A surprising number of successful entertainers got their start on the "Frolics," including Jim Ed Brown and his sister Maxine -- who would later join up with younger sister Bonnie to form an incredibly gifted threesome known simply as "the Browns." Jim Ed and Maxine appeared on the "Frolics" wearing matching cowboy shirts made by their mother. Both Johnny Cash and Elvis Presley often appeared on the "Frolics," as did a very young but skilled guitarist named Louie Sheldon.
My file on cemeteries is quite thin, but that does not imply information is not available -- sometimes too much information. I have written a column on the historic Mount Holly Cemetery in Little Rock, known as the "Westminster Abbey of Arkansas" due to so many prominent people being buried there. But Mount Holly is only the tip of a huge iceberg.
Oakland and Fraternal Cemetery Park, located in eastern Little Rock at the corner of 17th and Barber streets, is actually an assemblage of seven distinct burial grounds containing more than 62,000 graves, the first being dug in 1863 during the Civil War. Fraternal Cemetery is the final resting place of many prominent black Arkansans, including M.W. Gibbs, a political and business leader who served at one time as U.S. consul to Madagascar.

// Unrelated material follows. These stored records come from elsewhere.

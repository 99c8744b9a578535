//! Todo AI API Library
//!
//! Owner-scoped todo management with language-model assisted prioritization
//! and task suggestions.

pub mod api;
pub mod domain;
pub mod infrastructure;
pub mod service;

The Reformed Jewish cemetery contains the grave of Jacob Trieber, the first Jewish federal judge in America.
Oakland Cemetery in the historic city of Camden, Ouachita County, is one of the many old cemeteries which deserve more recognition. Among the prominent people buried in this historic cemetery are stagecoach magnet John Chidester, Arkansas Supreme Court Judge Henry G. Bunn, and Porter Clay, a beloved Baptist missionary and the brother of famed Kentucky political leader Henry Clay.

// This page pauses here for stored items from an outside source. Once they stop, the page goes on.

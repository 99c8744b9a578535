//! `PostgreSQL` repository implementations.
//!
//! This module provides `PostgreSQL`-based implementations of the repository traits
//! using `sqlx` for database operations.
//!
//! # Features
//!
//! - Connection pooling with `sqlx::PgPool`
//! - Explicit columns with length checks mirrored by the in-memory stores
//! - Owner scoping in every `WHERE` clause
//!
//! # Table Schema
//!
//! ```sql
//! CREATE TABLE IF NOT EXISTS tasks (
//!     id UUID PRIMARY KEY,
//!     owner_id UUID NOT NULL,
//!     title VARCHAR(255) NOT NULL CHECK (length(btrim(title)) > 0),
//!     description VARCHAR(1000),
//!     priority VARCHAR(10) NOT NULL DEFAULT 'MEDIUM',
//!     completed BOOLEAN NOT NULL DEFAULT FALSE,
//!     due_at TIMESTAMPTZ,
//!     created_at TIMESTAMPTZ NOT NULL DEFAULT NOW(),
//!     updated_at TIMESTAMPTZ NOT NULL DEFAULT NOW()
//! );
//! CREATE INDEX IF NOT EXISTS idx_tasks_owner_id ON tasks(owner_id);
//!
//! CREATE TABLE IF NOT EXISTS ai_suggestions (
//!     id UUID PRIMARY KEY,
//!     owner_id UUID NOT NULL,
//!     suggested_task VARCHAR(500) NOT NULL CHECK (length(btrim(suggested_task)) > 0),
//!     priority VARCHAR(10) NOT NULL DEFAULT 'MEDIUM',
//!     created_at TIMESTAMPTZ NOT NULL DEFAULT NOW()
//! );
//! CREATE INDEX IF NOT EXISTS idx_ai_suggestions_owner_id ON ai_suggestions(owner_id);
//! ```

use async_trait::async_trait;
use chrono::{DateTime, Utc};
use sqlx::PgPool;
use uuid::Uuid;

use crate::domain::{
    NewSuggestion, NewTask, OwnerId, Priority, Suggestion, SuggestionId, Task, TaskId, Timestamp,
};
use crate::infrastructure::{RepositoryError, SuggestionRepository, TaskRepository};

// =============================================================================
// Schema
// =============================================================================

const SCHEMA_STATEMENTS: [&str; 4] = [
    "CREATE TABLE IF NOT EXISTS tasks (
        id UUID PRIMARY KEY,
        owner_id UUID NOT NULL,
        title VARCHAR(255) NOT NULL CHECK (length(btrim(title)) > 0),
        description VARCHAR(1000),
        priority VARCHAR(10) NOT NULL DEFAULT 'MEDIUM',
        completed BOOLEAN NOT NULL DEFAULT FALSE,
        due_at TIMESTAMPTZ,
        created_at TIMESTAMPTZ NOT NULL DEFAULT NOW(),
        updated_at TIMESTAMPTZ NOT NULL DEFAULT NOW()
    )",
    "CREATE INDEX IF NOT EXISTS idx_tasks_owner_id ON tasks(owner_id)",
    "CREATE TABLE IF NOT EXISTS ai_suggestions (
        id UUID PRIMARY KEY,
        owner_id UUID NOT NULL,
        suggested_task VARCHAR(500) NOT NULL CHECK (length(btrim(suggested_task)) > 0),
        priority VARCHAR(10) NOT NULL DEFAULT 'MEDIUM',
        created_at TIMESTAMPTZ NOT NULL DEFAULT NOW()
    )",
    "CREATE INDEX IF NOT EXISTS idx_ai_suggestions_owner_id ON ai_suggestions(owner_id)",
];

/// Creates the `tasks` and `ai_suggestions` tables if they do not exist.
///
/// # Errors
///
/// Returns `RepositoryError::DatabaseError` if any statement fails.
pub async fn ensure_schema(pool: &PgPool) -> Result<(), RepositoryError> {
    for statement in SCHEMA_STATEMENTS {
        sqlx::query(statement)
            .execute(pool)
            .await
            .map_err(|error| RepositoryError::DatabaseError(error.to_string()))?;
    }
    Ok(())
}

// =============================================================================
// Row Mapping
// =============================================================================

const TASK_COLUMNS: &str =
    "id, owner_id, title, description, priority, completed, due_at, created_at, updated_at";

const SUGGESTION_COLUMNS: &str = "id, owner_id, suggested_task, priority, created_at";

type TaskRow = (
    Uuid,
    Uuid,
    String,
    Option<String>,
    String,
    bool,
    Option<DateTime<Utc>>,
    DateTime<Utc>,
    DateTime<Utc>,
);

type SuggestionRow = (Uuid, Uuid, String, String, DateTime<Utc>);

fn parse_priority(value: &str) -> Result<Priority, RepositoryError> {
    value
        .parse()
        .map_err(|error: crate::domain::UnknownPriority| {
            RepositoryError::SerializationError(error.to_string())
        })
}

fn task_from_row(row: TaskRow) -> Result<Task, RepositoryError> {
    let (id, owner_id, title, description, priority, completed, due_at, created_at, updated_at) =
        row;
    Ok(Task {
        task_id: TaskId::from_uuid(id),
        owner_id: OwnerId::from_uuid(owner_id),
        title,
        description,
        priority: parse_priority(&priority)?,
        completed,
        due_at: due_at.map(Timestamp::from_datetime),
        created_at: Timestamp::from_datetime(created_at),
        updated_at: Timestamp::from_datetime(updated_at),
    })
}

fn suggestion_from_row(row: SuggestionRow) -> Result<Suggestion, RepositoryError> {
    let (id, owner_id, suggested_task, priority, created_at) = row;
    Ok(Suggestion {
        suggestion_id: SuggestionId::from_uuid(id),
        owner_id: OwnerId::from_uuid(owner_id),
        suggested_task,
        priority: parse_priority(&priority)?,
        created_at: Timestamp::from_datetime(created_at),
    })
}

/// Maps a write error, separating column constraint failures from the rest.
///
/// `22001` is `string_data_right_truncation` and `23514` is `check_violation`.
fn map_write_error(error: sqlx::Error) -> RepositoryError {
    let is_constraint = error
        .as_database_error()
        .and_then(|database_error| database_error.code())
        .is_some_and(|code| code == "22001" || code == "23514");

    if is_constraint {
        RepositoryError::ConstraintViolation(error.to_string())
    } else {
        RepositoryError::DatabaseError(error.to_string())
    }
}

// =============================================================================
// PostgreSQL Task Repository
// =============================================================================

/// `PostgreSQL` implementation of `TaskRepository`.
///
/// # Example
///
/// ```ignore
/// use infrastructure::postgres::PostgresTaskRepository;
///
/// let pool = PgPool::connect("postgres://localhost/mydb").await?;
/// let repository = PostgresTaskRepository::new(pool);
///
/// let task = repository.insert(NewTask::new(owner, "My Task")).await?;
/// let found = repository.find_by_id_and_owner(&task.task_id, &owner).await?;
/// ```
#[derive(Debug, Clone)]
pub struct PostgresTaskRepository {
    /// Connection pool for `PostgreSQL`.
    pool: PgPool,
}

impl PostgresTaskRepository {
    /// Creates a new `PostgreSQL` task repository with the given connection pool.
    #[must_use]
    pub const fn new(pool: PgPool) -> Self {
        Self { pool }
    }

    /// Returns the underlying connection pool.
    #[must_use]
    pub const fn pool(&self) -> &PgPool {
        &self.pool
    }
}

#[async_trait]
impl TaskRepository for PostgresTaskRepository {
    async fn list_by_owner(&self, owner: &OwnerId) -> Result<Vec<Task>, RepositoryError> {
        let sql = format!(
            "SELECT {TASK_COLUMNS} FROM tasks WHERE owner_id = $1 \
             ORDER BY created_at DESC, id DESC"
        );
        let rows: Vec<TaskRow> = sqlx::query_as(&sql)
            .bind(owner.as_uuid())
            .fetch_all(&self.pool)
            .await
            .map_err(|error| RepositoryError::DatabaseError(error.to_string()))?;

        rows.into_iter().map(task_from_row).collect()
    }

    async fn list_by_owner_and_completion(
        &self,
        owner: &OwnerId,
        completed: bool,
    ) -> Result<Vec<Task>, RepositoryError> {
        let sql = format!(
            "SELECT {TASK_COLUMNS} FROM tasks WHERE owner_id = $1 AND completed = $2 \
             ORDER BY created_at DESC, id DESC"
        );
        let rows: Vec<TaskRow> = sqlx::query_as(&sql)
            .bind(owner.as_uuid())
            .bind(completed)
            .fetch_all(&self.pool)
            .await
            .map_err(|error| RepositoryError::DatabaseError(error.to_string()))?;

        rows.into_iter().map(task_from_row).collect()
    }

    async fn find_by_id_and_owner(
        &self,
        id: &TaskId,
        owner: &OwnerId,
    ) -> Result<Option<Task>, RepositoryError> {
        let sql = format!("SELECT {TASK_COLUMNS} FROM tasks WHERE id = $1 AND owner_id = $2");
        let row: Option<TaskRow> = sqlx::query_as(&sql)
            .bind(id.as_uuid())
            .bind(owner.as_uuid())
            .fetch_optional(&self.pool)
            .await
            .map_err(|error| RepositoryError::DatabaseError(error.to_string()))?;

        row.map(task_from_row).transpose()
    }

    async fn insert(&self, task: NewTask) -> Result<Task, RepositoryError> {
        let sql = format!(
            "INSERT INTO tasks (id, owner_id, title, description, priority, due_at) \
             VALUES ($1, $2, $3, $4, $5, $6) RETURNING {TASK_COLUMNS}"
        );
        let row: TaskRow = sqlx::query_as(&sql)
            .bind(TaskId::generate_v7().as_uuid())
            .bind(task.owner_id.as_uuid())
            .bind(&task.title)
            .bind(task.description.as_deref())
            .bind(task.priority.as_str())
            .bind(task.due_at.map(|due_at| *due_at.as_datetime()))
            .fetch_one(&self.pool)
            .await
            .map_err(map_write_error)?;

        task_from_row(row)
    }

    async fn update(&self, task: &Task) -> Result<Task, RepositoryError> {
        let sql = format!(
            "UPDATE tasks SET title = $3, description = $4, priority = $5, completed = $6, \
             due_at = $7, updated_at = NOW() WHERE id = $1 AND owner_id = $2 \
             RETURNING {TASK_COLUMNS}"
        );
        let row: Option<TaskRow> = sqlx::query_as(&sql)
            .bind(task.task_id.as_uuid())
            .bind(task.owner_id.as_uuid())
            .bind(&task.title)
            .bind(task.description.as_deref())
            .bind(task.priority.as_str())
            .bind(task.completed)
            .bind(task.due_at.map(|due_at| *due_at.as_datetime()))
            .fetch_optional(&self.pool)
            .await
            .map_err(map_write_error)?;

        row.map_or_else(
            || Err(RepositoryError::NotFound(format!("Task {}", task.task_id))),
            task_from_row,
        )
    }

    async fn delete(&self, id: &TaskId, owner: &OwnerId) -> Result<bool, RepositoryError> {
        let result = sqlx::query("DELETE FROM tasks WHERE id = $1 AND owner_id = $2")
            .bind(id.as_uuid())
            .bind(owner.as_uuid())
            .execute(&self.pool)
            .await
            .map_err(|error| RepositoryError::DatabaseError(error.to_string()))?;

        Ok(result.rows_affected() > 0)
    }
}

// =============================================================================
// PostgreSQL Suggestion Repository
// =============================================================================

/// `PostgreSQL` implementation of `SuggestionRepository`.
#[derive(Debug, Clone)]
pub struct PostgresSuggestionRepository {
    pool: PgPool,
}

impl PostgresSuggestionRepository {
    /// Creates a new `PostgreSQL` suggestion repository with the given connection pool.
    #[must_use]
    pub const fn new(pool: PgPool) -> Self {
        Self { pool }
    }
}

#[async_trait]
impl SuggestionRepository for PostgresSuggestionRepository {
    async fn insert(&self, suggestion: NewSuggestion) -> Result<Suggestion, RepositoryError> {
        let sql = format!(
            "INSERT INTO ai_suggestions (id, owner_id, suggested_task, priority) \
             VALUES ($1, $2, $3, $4) RETURNING {SUGGESTION_COLUMNS}"
        );
        let row: SuggestionRow = sqlx::query_as(&sql)
            .bind(SuggestionId::generate_v7().as_uuid())
            .bind(suggestion.owner_id.as_uuid())
            .bind(&suggestion.suggested_task)
            .bind(suggestion.priority.as_str())
            .fetch_one(&self.pool)
            .await
            .map_err(map_write_error)?;

        suggestion_from_row(row)
    }

    async fn list_by_owner(&self, owner: &OwnerId) -> Result<Vec<Suggestion>, RepositoryError> {
        let sql = format!(
            "SELECT {SUGGESTION_COLUMNS} FROM ai_suggestions WHERE owner_id = $1 \
             ORDER BY created_at DESC, id DESC"
        );
        let rows: Vec<SuggestionRow> = sqlx::query_as(&sql)
            .bind(owner.as_uuid())
            .fetch_all(&self.pool)
            .await
            .map_err(|error| RepositoryError::DatabaseError(error.to_string()))?;

        rows.into_iter().map(suggestion_from_row).collect()
    }

    async fn delete_by_owner(&self, owner: &OwnerId) -> Result<u64, RepositoryError> {
        let result = sqlx::query("DELETE FROM ai_suggestions WHERE owner_id = $1")
            .bind(owner.as_uuid())
            .execute(&self.pool)
            .await
            .map_err(|error| RepositoryError::DatabaseError(error.to_string()))?;

        Ok(result.rows_affected())
    }
}

// =============================================================================
// Tests
// =============================================================================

I maintain dozens of files on individual Arkansans, people who might not be well known but who deserve historical recognition. One of these is George W. Murphy, a Confederate Army veteran who served two terms as state attorney general. Murphy is one of those rare Arkansas political leaders who rose above racism and partisan politics to become something of a conscience for early 20th century Arkansas. After serving two terms as attorney general as a Democrat, Murphy switched his allegiance to the Progressive Party and was that party's unsuccessful nominee for governor in 1913. In the 1920s Murphy worked with the illustrious black attorney Scipio Africanus Jones of Little Rock in securing the freedom of 12 black men who were unjustly sentenced to death in the aftermath of the Elaine Massacre of 1919. Murphy deserves a full biography.
Junius J. Johnson came to my attention years ago, but I have never had time to really work on this scion of the politically prominent Johnson family, which produced a vice president of the United States and a U.S. senator from Arkansas.

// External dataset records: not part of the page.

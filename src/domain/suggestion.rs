//! AI suggestion domain model.
//!
//! Suggestions are created only by the suggestion engine and are read-only
//! afterwards, apart from bulk deletion by owner.

use serde::{Deserialize, Serialize};
use uuid::Uuid;

use super::task::{OwnerId, Priority, Timestamp};

/// Maximum length of a suggested task text, in characters.
pub const MAX_SUGGESTION_LENGTH: usize = 500;

/// Unique identifier for a suggestion.
#[derive(Debug, Clone, Copy, PartialEq, Eq, PartialOrd, Ord, Hash, Serialize, Deserialize)]
pub struct SuggestionId(Uuid);

impl SuggestionId {
    /// Creates a `SuggestionId` from an existing UUID.
    #[must_use]
    pub const fn from_uuid(uuid: Uuid) -> Self {
        Self(uuid)
    }

    /// Returns the inner UUID.
    #[must_use]
    pub const fn as_uuid(&self) -> &Uuid {
        &self.0
    }

    /// Generates a new time-ordered `SuggestionId`.
    #[must_use]
    pub fn generate_v7() -> Self {
        Self(Uuid::now_v7())
    }
}

impl std::fmt::Display for SuggestionId {
    fn fmt(&self, formatter: &mut std::fmt::Formatter<'_>) -> std::fmt::Result {
        write!(formatter, "{}", self.0)
    }
}

/// A persisted suggestion.
#[derive(Debug, Clone, PartialEq, Eq, Serialize, Deserialize)]
pub struct Suggestion {
    pub suggestion_id: SuggestionId,
    pub owner_id: OwnerId,
    pub suggested_task: String,
    pub priority: Priority,
    pub created_at: Timestamp,
}

impl Suggestion {
    /// Materializes a stored suggestion from its draft and store-assigned values.
    #[must_use]
    pub fn from_new(
        suggestion_id: SuggestionId,
        new_suggestion: NewSuggestion,
        created_at: Timestamp,
    ) -> Self {
        Self {
            suggestion_id,
            owner_id: new_suggestion.owner_id,
            suggested_task: new_suggestion.suggested_task,
            priority: new_suggestion.priority,
            created_at,
        }
    }
}

/// A suggestion that has not been stored yet.
#[derive(Debug, Clone, PartialEq, Eq)]
pub struct NewSuggestion {
    pub owner_id: OwnerId,
    pub suggested_task: String,
    pub priority: Priority,
}

impl NewSuggestion {
    #[must_use]
    pub fn new(owner_id: OwnerId, suggested_task: impl Into<String>, priority: Priority) -> Self {
        Self {
            owner_id,
            suggested_task: suggested_task.into(),
            priority,
        }
    }
}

Junius Johnson, who attended the U.S. Military Academy but never graduated for reasons that are unclear, earned a place in American labor history by leading the defense of miners in the famous Cripple Creek, Colo., miners' strike of 1894. When the strikers were attacked by a force of 125 "deputies," Johnson's men blew up the shaft house and steam boiler, forcing the attackers to retreat. Someday I hope to understand Junius Johnson well enough to tell his unlikely story.
Sometimes I get interested in a historical character simply because he is so outrageous or unorthodox. Such a man was George Cook Lyon of Benton. Lyon, an eccentric who drove around town in a Rolls Royce, was convicted in Federal Court in 1983 for issuing degrees from two bogus institutions, Thomas A. Edison College and Sequoia University. Lyon, who claimed to be a minister and a bishop in an unnamed church, would make a great subject for further research.